Love Is God
Benjamin Viulet's idea of love has nothing to do with floating serenity. It is human, muddy, and brave, and he calls it the only thing that has ever been real.
At the center of Benjamin Viulet’s worldview sits a single, deliberately provocative claim: “love is god.” Not, he is quick to clarify, “the bearded one on a throne, not the one who watches, but the one who becomes.” For Viulet, love is “the only thing that has ever been real, the only ever eternal truth,” and crucially, it is not a serene spiritual state but a fully human, often messy act of courage. It is the belief that anchors his art, his atelier, and his life.
What does Benjamin Viulet mean by “love is god”?
Viulet uses “god” not in a denominational sense but as a name for the ground of reality. In his framework, the world was deliberately “made so covered in illusion, so soaked in suffering and separation, that love would not be something forced upon us, but something chosen, freely, bravely.” Suffering, in this view, is not evidence against love but the condition that makes choosing it meaningful. “That is the beauty. that is the test. that is the point.”
“i do not care what you believe. i care how you love.”
Viulet’s love is not serene, it is muddy
What distinguishes his philosophy from typical spiritual writing is his insistence that love is human, not transcendent. He explicitly rejects “being a floating vegetable priest who thinks being human is beneath them.” Real love, for Viulet, “is being human, with all its rawness, with all its laughter, with all its fucking mud.” It is “calling out someone’s bullshit and still staying for dinner,” “crying mid-sentence and finishing the poem anyway.” This grounded, unsentimental view is what keeps his spirituality from tipping into the precious.
Love as courage
For Viulet, love is not the absence of pain but “the courage to hold it.” The bravest act a soul can perform is to “choose love, again and again, without a guarantee, without proof, without reward, just because it is true.” This reframes love from a feeling that happens to you into a repeated decision you make, especially after being hurt, which connects directly to his teaching on choosing the heart over the mind’s fear.
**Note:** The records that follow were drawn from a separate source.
//! Vector store provider trait for embedding-space search

use async_trait::async_trait;
use serde::{Deserialize, Serialize};

use crate::error::Result;
use crate::types::Document;

/// A document stored alongside its embedding
#[derive(Debug, Clone, Serialize, Deserialize, PartialEq)]
pub struct IndexedDocument {
    pub document: Document,
    pub embedding: Vec<f32>,
}

/// Search hit from the vector store
#[derive(Debug, Clone)]
pub struct VectorSearchResult {
    pub document: Document,
    /// Stored embedding, kept for diversity re-ranking
    pub embedding: Vec<f32>,
    /// Cosine similarity, higher is more similar
    pub similarity: f32,
}

/// Trait for vector storage and similarity search
#[async_trait]
pub trait VectorStoreProvider: Send + Sync {
    /// Up to `top_k` entries ordered by descending similarity
    async fn search(&self, query_embedding: &[f32], top_k: usize) -> Result<Vec<VectorSearchResult>>;

    /// Replace the whole index with `entries`
    async fn replace_all(&self, entries: Vec<IndexedDocument>) -> Result<()>;

    /// Snapshot of every stored document, in insertion order
    async fn documents(&self) -> Result<Vec<Document>>;

    async fn len(&self) -> Result<usize>;

    async fn is_empty(&self) -> Result<bool> {
        Ok(self.len().await? == 0)
    }

    async fn health_check(&self) -> Result<bool>;

    fn name(&self) -> &str;
}

/// Cosine similarity; 0.0 for mismatched lengths or zero vectors
pub fn cosine_similarity(a: &[f32], b: &[f32]) -> f32 {
    if a.len() != b.len() || a.is_empty() {
        return 0.0;
    }
    let mut dot = 0.0f32;
    let mut norm_a = 0.0f32;
    let mut norm_b = 0.0f32;
    for (x, y) in a.iter().zip(b) {
        dot += x * y;
        norm_a += x * x;
        norm_b += y * y;
    }
    if norm_a == 0.0 || norm_b == 0.0 {
        return 0.0;
    }
    dot / (norm_a.sqrt() * norm_b.sqrt())
}
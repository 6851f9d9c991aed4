//! Model clients, prompt templates and stream decoding

pub mod ollama;
pub mod prompt;
pub mod retry;
pub mod stream;

pub use ollama::OllamaClient;
pub use prompt::PromptBuilder;
pub use stream::{LineEvent, TokenStream};
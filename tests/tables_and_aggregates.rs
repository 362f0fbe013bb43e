use setl::{badge_counts, comment_counts, record, vote_counts, PipelineError, SourceKind, Table};

fn votes(rows: &[(&str, &str)]) -> Table {
    Table::new(
        SourceKind::Votes,
        rows.iter().map(|(post, ty)| record([("PostId", *post), ("VoteTypeId", *ty)])).collect(),
    )
}

/// Projection on the mandatory posts table refuses a column nobody carries;
/// optional tables just leave it missing.
#[test]
fn select_is_strict_only_for_posts() {
    let posts = Table::new(SourceKind::Posts, vec![record([("Id", "1"), ("Body", "x")])]);
    let err = posts.select(&["Id", "OwnerUserId"]).unwrap_err();
    match err.downcast_ref::<PipelineError>() {
        Some(PipelineError::MissingColumn { table, column }) => {
            assert_eq!(*table, "posts");
            assert_eq!(column, "OwnerUserId");
        }
        other => panic!("unexpected error: {other:?}"),
    }

    let users = Table::new(SourceKind::Users, vec![record([("Id", "1"), ("AboutMe", "hi")])]);
    let users = users.select(&["Id", "Reputation"]).unwrap();
    assert_eq!(users.columns(), vec!["Id".to_string()]);

    // Nothing to violate in an empty posts table.
    assert!(Table::empty(SourceKind::Posts).select(&["Id"]).unwrap().is_empty());
}

/// One record carrying a column is enough for the projection to pass.
#[test]
fn select_accepts_sparse_columns() {
    let posts = Table::new(
        SourceKind::Posts,
        vec![record([("Id", "1")]), record([("Id", "2"), ("ParentId", "1")])],
    );
    let posts = posts.select(&["Id", "ParentId"]).unwrap();
    assert!(!posts.records()[0].contains_key("ParentId"));
    assert_eq!(posts.records()[1]["ParentId"], "1");
}

#[test]
fn rename_is_applied_at_once() {
    let t = Table::new(SourceKind::Users, vec![record([("A", "a"), ("B", "b"), ("C", "c")])]);
    let t = t.rename(&[("A", "B"), ("B", "A"), ("Missing", "Z")]);
    let r = &t.records()[0];
    assert_eq!(r["A"], "b");
    assert_eq!(r["B"], "a");
    assert_eq!(r["C"], "c");
    assert!(!r.contains_key("Z"));
}

/// Groups come out in first-appearance order; keyless records are not grouped.
#[test]
fn group_by_keeps_first_appearance_order() {
    let t = Table::new(
        SourceKind::Comments,
        vec![
            record([("PostId", "9")]),
            record([("PostId", "3")]),
            record([("Text", "orphan")]),
            record([("PostId", "9")]),
        ],
    );
    let groups = t.group_by("PostId");
    let shape: Vec<(&str, usize)> = groups.iter().map(|g| (g.key, g.records.len())).collect();
    assert_eq!(shape, vec![("9", 2), ("3", 1)]);
}

/// The three vote categories are counted independently per post; a post with
/// only other vote types is present with zeros; posts without votes are absent.
#[test]
fn vote_counts_per_post() {
    let agg = vote_counts(&votes(&[
        ("10", "2"), ("10", "2"), ("10", "3"),
        ("11", "1"), ("11", "2"),
        ("12", "5"), ("12", "16"),
    ]));
    assert_eq!(agg.columns(), &["Acceptance", "Upvotes", "Downvotes"]);
    assert_eq!(agg.len(), 3);
    assert_eq!(agg.get("10"), Some(&[0, 2, 1][..]));
    assert_eq!(agg.get("11"), Some(&[1, 1, 0][..]));
    assert_eq!(agg.get("12"), Some(&[0, 0, 0][..]));
    assert_eq!(agg.get("13"), None);
}

#[test]
fn comment_and_badge_counts() {
    let comments = Table::new(
        SourceKind::Comments,
        vec![
            record([("Id", "1"), ("PostId", "4")]),
            record([("Id", "2"), ("PostId", "4")]),
            record([("Id", "3"), ("PostId", "5")]),
        ],
    );
    let agg = comment_counts(&comments);
    assert_eq!(agg.key_column(), "PostId");
    assert_eq!(agg.get("4"), Some(&[2][..]));
    assert_eq!(agg.get("5"), Some(&[1][..]));

    let badges = Table::new(
        SourceKind::Badges,
        vec![record([("Id", "1"), ("UserId", "7")]), record([("Id", "2"), ("UserId", "7")])],
    );
    let agg = badge_counts(&badges);
    assert_eq!(agg.key_column(), "UserId");
    assert_eq!(agg.iter().collect::<Vec<_>>(), vec![("7", &[2u64][..])]);

    assert!(badge_counts(&Table::empty(SourceKind::Badges)).is_empty());
}
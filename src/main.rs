use anyhow::Result;
use setl::{split_list, StackETL};
use std::path::PathBuf;

const DATA_ROOT: &str = "../UnzippedFiles";
const OUT_ROOT: &str = "../csv_files";
const PLATFORM_LIST: &str = "stackexchange_download_links.csv";

// The stackoverflow dump does not fit in memory as a whole document.
const DEFAULT_SKIP: &[&str] = &["stackoverflow"];

fn env_or(key: &str, default: &str) -> String {
    std::env::var(key).ok().filter(|v| !v.trim().is_empty()).unwrap_or_else(|| default.to_string())
}

fn main() -> Result<()> {
    setl::init_tracing_once();

    let data_dir = PathBuf::from(env_or("SETL_DATA_DIR", DATA_ROOT));
    let out_dir = PathBuf::from(env_or("SETL_OUT_DIR", OUT_ROOT));
    let list = PathBuf::from(env_or("SETL_PLATFORMS", PLATFORM_LIST));

    let mut skip: Vec<String> = DEFAULT_SKIP.iter().map(|s| s.to_string()).collect();
    if let Ok(s) = std::env::var("SETL_SKIP_PLATFORMS") {
        skip.extend(split_list(&s));
    }

    let hw = std::thread::available_parallelism().map(|n| n.get()).unwrap_or(4);

    let mut etl = StackETL::new()
        .data_dir(&data_dir)
        .out_dir(&out_dir)
        .skip_platforms(&skip)
        .parallelism(hw)
        .platform_concurrency(2)
        .progress(true);
    if let Ok(fill) = std::env::var("SETL_FILL_VALUE") {
        etl = etl.fill_value(fill);
    }

    // Explicit platform names on the command line win over the list file.
    let args: Vec<String> = std::env::args().skip(1).collect();
    let report = if !args.is_empty() {
        etl.run_platforms(&args)?
    } else if list.is_file() {
        etl.run_platform_list(&list)?
    } else {
        tracing::info!("{} not found; processing every dump under {}", list.display(), data_dir.display());
        etl.run_discovered()?
    };

    println!(
        "Wrote {} platform CSVs ({} skipped, {} failed)",
        report.written, report.skipped, report.failed
    );
    for outcome in &report.platforms {
        if let setl::PlatformOutcome::Failed { platform, error } = outcome {
            eprintln!("Error: {platform}: {error}");
        }
    }
    Ok(())
}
Why this belief matters to his art
The claim that “love is god” is not separate from his work, it is its purpose. Viulet’s four sacraments culminate in the message that “you are love, forgotten maybe, but never gone.” His art exists to return people to that recognition. When audiences report being moved to tears and to reconsidering their lives, as covered in our piece on his viral reach, it is this belief, delivered through image rather than sermon, that is doing the work.
Frequently asked questions
He believes love is the only eternal truth and calls it god, meaning the ground of reality rather than a deity. He insists real love is human and messy, an act of courage chosen again and again.
He uses god as a name for the ground of reality, not a religious figure. Love, freely chosen amid suffering and illusion, is what he considers most real.
He rejects detached, serene spirituality and insists love is fully human, full of laughter and mud, and defined by the courage to stay open after being hurt.